In ensuing releases, Shocked moved from wry and spunky folk-rock songs like “Anchorage” to twisted R&B originals like “God is a Real Estate Developer.” For her third album, Arkansas Traveler, she recorded with some of her mentors. Among the cast of American roots artists were Doc Watson, Taj Mahal, Clarence “Gatemouth” Brown, Norman Blake, and Levon Helm.

Shocked’s tour will feature songs from all her releases, but the interpretations will be fresh because her band is new. Musical director the Casualties of Wah is organ and keyboard player Carl Wheeler, a church choir director who has worked with Tony! Toni! Tone! Shocked and her band will also preview upcoming material.

“We’ll be doing tons of new material and presenting a spectrum of the four albums,” Shocked said. “The new material is work in process, what we’ll do in the studio next year. I like to perform the songs before I record them.”

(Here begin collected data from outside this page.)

use async_trait::async_trait;
use chrono::{Datelike, NaiveDate};
use time::OffsetDateTime;

use crate::errors::CoreError;
use crate::models::price::PricePoint;
use super::traits::PriceProvider;

const PROVIDER_NAME: &str = "Yahoo Finance";

/// Yahoo Finance provider for stock/ETF/index closing prices.
///
/// - **Free**: No API key required.
/// - **Coverage**: Global equities, ETFs, indices, mutual funds.
///
/// Uses the `yahoo_finance_api` crate. Prices come back in the listing's
/// native currency. Not WASM-compatible.
pub struct YahooFinanceProvider {
    connector: yahoo_finance_api::YahooConnector,
}

impl YahooFinanceProvider {
    pub fn new() -> Result<Self, CoreError> {
        let connector = yahoo_finance_api::YahooConnector::new().map_err(|e| CoreError::Api {
            provider: PROVIDER_NAME.into(),
            message: format!("Failed to create connector: {e}"),
        })?;
        Ok(Self { connector })
    }

    /// Convert a `chrono::NaiveDate` to `time::OffsetDateTime` (midnight UTC).
    fn to_offset_datetime(date: NaiveDate) -> Result<OffsetDateTime, CoreError> {
        let month = u8::try_from(date.month())
            .ok()
            .and_then(|m| time::Month::try_from(m).ok())
            .ok_or_else(|| CoreError::InvalidInput(format!("Invalid month in {date}")))?;

        let odt = time::Date::from_calendar_date(date.year(), month, date.day() as u8)
            .map_err(|e| CoreError::InvalidInput(format!("Invalid date {date}: {e}")))?
            .midnight()
            .assume_utc();
        Ok(odt)
    }

    /// Convert a unix timestamp (seconds) to `chrono::NaiveDate`.
    fn timestamp_to_naive_date(ts: i64) -> Option<NaiveDate> {
        chrono::DateTime::from_timestamp(ts, 0).map(|dt| dt.date_naive())
    }
}

#[async_trait]
impl PriceProvider for YahooFinanceProvider {
    fn name(&self) -> &str {
        PROVIDER_NAME
    }

    async fn get_price_range(
        &self,
        symbol: &str,
        from: NaiveDate,
        to: NaiveDate,
    ) -> Result<Vec<PricePoint>, CoreError> {
        let start = Self::to_offset_datetime(from)?;
        let end = Self::to_offset_datetime(to + chrono::Duration::days(1))?; // inclusive end

        let resp = self
            .connector
            .get_quote_history(symbol, start, end)
            .await
            .map_err(|e| CoreError::Api {
                provider: PROVIDER_NAME.into(),
                message: format!("Failed to fetch history for {symbol}: {e}"),
            })?;

        let quotes = resp.quotes().map_err(|e| CoreError::Api {
            provider: PROVIDER_NAME.into(),
            message: format!("Failed to parse quotes for {symbol}: {e}"),
        })?;

        let points = quotes
            .iter()
            .filter_map(|q| {
                let date = Self::timestamp_to_naive_date(q.timestamp)?;
                (date >= from && date <= to).then_some(PricePoint {
                    date,
                    price: q.close,
                })
            })
            .collect();

        Ok(points)
    }
}

#[cfg(test)]
mod tests {
    use super::*;

    #[test]
    fn offset_datetime_is_midnight_utc() {
        let date = NaiveDate::from_ymd_opt(2024, 2, 29).unwrap();
        let odt = YahooFinanceProvider::to_offset_datetime(date).unwrap();
        assert_eq!(odt.year(), 2024);
        assert_eq!(odt.month(), time::Month::February);
        assert_eq!(odt.day(), 29);
        assert_eq!(odt.hour(), 0);
        assert_eq!(odt.offset(), time::UtcOffset::UTC);
    }

    #[test]
    fn timestamp_converts_to_date() {
        // 2024-01-02T14:30:00Z
        let date = YahooFinanceProvider::timestamp_to_naive_date(1_704_205_800).unwrap();
        assert_eq!(date, NaiveDate::from_ymd_opt(2024, 1, 2).unwrap());
    }
}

Though Shocked has moved past her bad experiences with Mercury and sounds effusive about the future, she is not bitter about the past. For there was a lesson to be learned, one much more important than how to deal with today’s corporate culture.

“During that time, there were far greater challenges. Like dealing with the fact that I was making records and having a career to please someone else,” she said. “When I realized I was going to have to fight for my creative survival, I had to admit that all along I had been doing it to please myself. It’s the same damn thing as growing up: the more we take on the freer we become.